Last Updated 26 December 2019, 05:20 IST

Sunita N Dhondappanavar had a 60 feet wall to climb. Well, she didn’t really but that’s how she approaches all things in life. As part of a ‘demo’ event put together by Samarthanam Trust for the specially-abled, where they took their members to show wall climbing, Sunita - who was born with an impaired vision - wasn’t under any obligation to scale the wall. But climb she did. Thrice!

“I saw that she was very active in wall climbing,” says Shikha Shetty, the sports coordinator for Samarthanam. “It’s almost a 60-foot climb, so it was not easy at all. It had small grips, in opposite directions and she climbed the whole thing the first time itself. Three times, she climbed that day in different spots.”

That, in a nutshell, is Sunita’s life, defined by her relentless pursuit to success and her stubborn unwillingness to give up.

Born in Khanapur taulk in Belagavi district as the youngest of five - three sisters and a brother - in a farming household, the iron will was forged early. She falls under class B2 in sporting terms for the visually impaired but she was not destined for a life of silhouettes and restrictions.

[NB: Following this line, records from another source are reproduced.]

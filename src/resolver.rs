use crate::config::AppConfig;
use crate::errors::{AppError, AppResult};
use std::fs;
use std::path::{Component, Path, PathBuf};

const DEFAULT_CONTENT_TYPE: &str = "application/octet-stream";

const CONTENT_TYPES: &[(&str, &str)] = &[
    ("html", "text/html; charset=utf-8"),
    ("htm", "text/html; charset=utf-8"),
    ("css", "text/css; charset=utf-8"),
    ("js", "text/javascript; charset=utf-8"),
    ("mjs", "text/javascript; charset=utf-8"),
    ("json", "application/json; charset=utf-8"),
    ("map", "application/json; charset=utf-8"),
    ("txt", "text/plain; charset=utf-8"),
    ("svg", "image/svg+xml"),
    ("png", "image/png"),
    ("jpg", "image/jpeg"),
    ("jpeg", "image/jpeg"),
    ("gif", "image/gif"),
    ("webp", "image/webp"),
    ("avif", "image/avif"),
    ("bmp", "image/bmp"),
    ("ico", "image/x-icon"),
    ("woff", "font/woff"),
    ("woff2", "font/woff2"),
];

#[derive(Debug, Clone, Copy, PartialEq, Eq, Hash)]
pub enum StaticBase {
    Uploads,
    Public,
    Admin,
}

impl StaticBase {
    pub fn as_str(self) -> &'static str {
        match self {
            Self::Uploads => "uploads",
            Self::Public => "public",
            Self::Admin => "admin",
        }
    }
}

#[derive(Debug, Clone)]
pub struct StaticAsset {
    pub path: PathBuf,
    pub content_type: &'static str,
    pub bytes: Vec<u8>,
}

/// Serves regular files from exactly one base directory.
#[derive(Debug, Clone)]
pub struct StaticResolver {
    base: PathBuf,
}

impl StaticResolver {
    pub fn new(base: impl Into<PathBuf>) -> Self {
        Self { base: base.into() }
    }

    pub fn base(&self) -> &Path {
        &self.base
    }

    /// Maps `relative` onto an existing regular file under the base, or
    /// `NotFound` when it does not exist or would land outside the base.
    pub fn resolve(&self, relative: &str) -> AppResult<PathBuf> {
        let not_found = || AppError::NotFound(format!("Static resource {} not found", relative));

        let Some(normalized) = normalize_relative(relative) else {
            tracing::debug!(relative, "rejected static path");
            return Err(not_found());
        };

        let base = self.base.canonicalize().map_err(|_| not_found())?;
        let candidate = base.join(&normalized).canonicalize().map_err(|_| not_found())?;
        if !candidate.starts_with(&base) {
            tracing::debug!(
                relative,
                resolved = %candidate.to_string_lossy(),
                "static path escaped base directory"
            );
            return Err(not_found());
        }

        let metadata = fs::metadata(&candidate).map_err(|_| not_found())?;
        if !metadata.is_file() {
            return Err(not_found());
        }
        Ok(candidate)
    }

    pub fn open(&self, relative: &str) -> AppResult<StaticAsset> {
        let path = self.resolve(relative)?;
        let bytes = fs::read(&path).map_err(|error| AppError::Io(error.to_string()))?;
        Ok(StaticAsset {
            content_type: content_type_for(&path),
            path,
            bytes,
        })
    }
}

/// One resolver per served base directory.
#[derive(Debug, Clone)]
pub struct StaticResolvers {
    uploads: StaticResolver,
    public: StaticResolver,
    admin: StaticResolver,
}

impl StaticResolvers {
    pub fn new(uploads: StaticResolver, public: StaticResolver, admin: StaticResolver) -> Self {
        Self { uploads, public, admin }
    }

    pub fn from_config(config: &AppConfig) -> Self {
        Self::new(
            StaticResolver::new(config.uploads_path()),
            StaticResolver::new(config.public_path()),
            StaticResolver::new(config.admin_path()),
        )
    }

    pub fn get(&self, base: StaticBase) -> &StaticResolver {
        match base {
            StaticBase::Uploads => &self.uploads,
            StaticBase::Public => &self.public,
            StaticBase::Admin => &self.admin,
        }
    }

    pub fn open(&self, base: StaticBase, relative: &str) -> AppResult<StaticAsset> {
        self.get(base).open(relative)
    }
}

pub fn content_type_for(path: &Path) -> &'static str {
    let Some(extension) = path.extension().and_then(|value| value.to_str()) else {
        return DEFAULT_CONTENT_TYPE;
    };
    let extension = extension.to_ascii_lowercase();
    CONTENT_TYPES
        .iter()
        .find(|(known, _)| *known == extension)
        .map(|(_, content_type)| *content_type)
        .unwrap_or(DEFAULT_CONTENT_TYPE)
}

/// Collapses `.`/`..` lexically and drops any `..` that would climb above the
/// base. Returns `None` for input that names nothing under the base.
fn normalize_relative(relative: &str) -> Option<PathBuf> {
    if relative.contains('\0') {
        return None;
    }

    let unified = relative.replace('\\', "/");
    let mut segments: Vec<&str> = Vec::new();
    for component in Path::new(&unified).components() {
        match component {
            Component::Normal(segment) => segments.push(segment.to_str()?),
            Component::ParentDir => {
                segments.pop();
            }
            Component::CurDir | Component::RootDir | Component::Prefix(_) => {}
        }
    }

    if segments.is_empty() {
        return None;
    }
    Some(segments.iter().collect())
}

She did her schooling in a ‘normal school’ as she puts it. Went to college with the help of Samarthanam in Bengaluru. Won the gold medal in the first-ever Wall Climbing nationals for the visually impaired in Jammu in 2017 and followed that up by becoming the fastest blind marathon runner in the country, a feat that earned her a spot in the Limca Book of World records. If all that wasn’t enough, she now leads the State’s women’s blind cricket team.

Shetty attributes the success to her attitude, ‘the one that comes at birth itself’ as she puts it. Be that as it may, but nature is also conditioned by nurture.

As a child, she would brave heaven and high water to help her father. Her coach wagers that her arm strength, so easily translated into cricket, comes from all those weekends and vacations when she went around, cutting bamboo trees. Of course, it was made all the worse by her condition.

Her family grows rice and sugarcane, making their living from the earth, always under the mercy of the elements. Rain, at either extremes - were always a concern. The inconsistencies of the harvest always loomed large. “My father isn’t an educated man,” says Sunita. “He first had a low profile job in a sugar factory before getting into full time farming. I would go to the farm to help my dad out during the weekend when I didn’t have to go to school.”

Her father, Neelkanth, had the helping hand earlier but once her mother Savithri lost her vision in one eye, owing to an unsuccessful operation following a serious bout of dust allergy, there was one less pair of hands. Sunita admits to feeling the guilt that she is no longer there to lend a hand as her burgeoning sports career keeps her busy in Bengaluru.

Having opted to go to a normal school, the 22-year-old had difficulties there as well.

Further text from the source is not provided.